Мы прибыли в город, когда была слякоть: плакало небо, в городе была грязь, но при этом движение не замирало: это диктовала близость города к фронту. Первым пунктом в городе были «номера» Некрича. Нет, странствовавший по России Чичиков75 не смог бы увидеть то, что предстало перед нашими глазами. Грязь, отвратительная грязь, которую можно разве представить по библейскому выражению: «и возвратился пёс на свою блевотину».76 С трудом промучились ночь. Наутро хозяин охотно вошёл в наше «положение» и помог устроиться в соседях, в еврейской семье Эпштейн, о чём те, очевидно, просили. Нам отвели изолированную комнату с отдельным входом. Это было не плохо, но комната оказалась сыроватой, а топка была на стороне хозяев. В общем, если принять во внимание, что близко был фронт, а город был перенаселён, то мы могли бы благословить нашу судьбу.

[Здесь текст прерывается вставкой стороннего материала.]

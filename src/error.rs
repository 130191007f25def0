//! Crate-wide error taxonomy (§7: `InputParseError`, `ModelShapeError`,
//! `InternalInvariant`; `UnreachableRoot` is deliberately *not* a variant
//! here — it is a reportable DP outcome, not a failure, and is rendered by
//! [`crate::driver`] as `minScore = -inf` with empty witnesses).

use thiserror::Error;

use crate::cm::StateID;

#[derive(Debug, Error)]
pub enum CmError {
    #[error("failed to parse CM input `{path}`: {reason}")]
    InputParse { path: String, reason: String },

    #[error("state {state} ({context}) violates CM shape invariant: {reason}")]
    ModelShape { state: StateID, context: &'static str, reason: String },

    /// Reserved for a `Cm` that reaches `dp::run` without having passed
    /// `Cm::validate` — every validated `Cm` has in-range transition targets
    /// by construction, so a validated pair can never trigger this.
    #[error("DP cell ({k1}, {k2}) referenced out of range (n1={n1}, n2={n2})")]
    InternalInvariant { k1: usize, k2: usize, n1: usize, n2: usize },
}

С этой, новой для нас, позиции и начались наши наблюдения за окружающей жизнью. Прежде всего, с хозяев. Их семья состояла: хозяин Мордух, Мордке – сокращённо, хозяйка Беля, дети – Леве, Додл, Рохл, Соня, двойники – Гита и Роза, маленькая Нюня замыкала перечень детей. Родителям было за сорок лет. Леве бросил учиться в коммерческом училище и «гонял голубей», т. е. просто бездельничал, Додл – накануне этого положения, Рахиль и Соня учились в гимназии. Гита и Роза готовились к этому. Был жив ещё старик Зейде, отец Мордуха, но его держали где-то в кухне в обществе прислуги Федосьи. У хозяев был дом на 4-5 комнат, деревянный, склад и коровник во дворе, два небольших фруктовых садика. С нами имела общение «пани» Беля, а хозяин держался в стороне. Хозяйка была очень любезной и всё угощала нас своими специфическими блюдами: рыбными котлетами в луковом пюре, сильно проперченные и с чесноком, а на их пасхе – мацой и вином из изюма. Дети, особенно девочки, были очень любезными: я имел уроки в женской гимназии, и это побуждало гимназисток оказывать мне допол[ните]льно ко всему прочему внимание. Мы были знакомыми с сёстрами хозяйки, из которых одна служила сестрой в больнице. Сёстры хозяйки были нашими хорошими друзьями. Мы разделяли с ними их горе: у одной муж был убит разбойниками при поездке в район, у другой погиб при попытке освободиться от военной службы: чем-то подтравился, чтобы вызвать сердечную болезнь… и умер. Одним словом, мы жили с хозяевами дружно и даже стали кое-что усваивать из их языка: «wos tuste», «busel, busel, gib mir a kindele» и пр. (перевод: «что ты делаешь», «аист, аист, дай мне ребёнка» и пр.). Запомнили даже отрывок из одной свадебной песни: «Und dor Chossen zalt das Jelda, und die Kale ziet und qualt» («жених считает деньги, а невеста смотрит и радуется»). Иногда мы слушали, как молодёжь их пела тягучие и мрачные песни.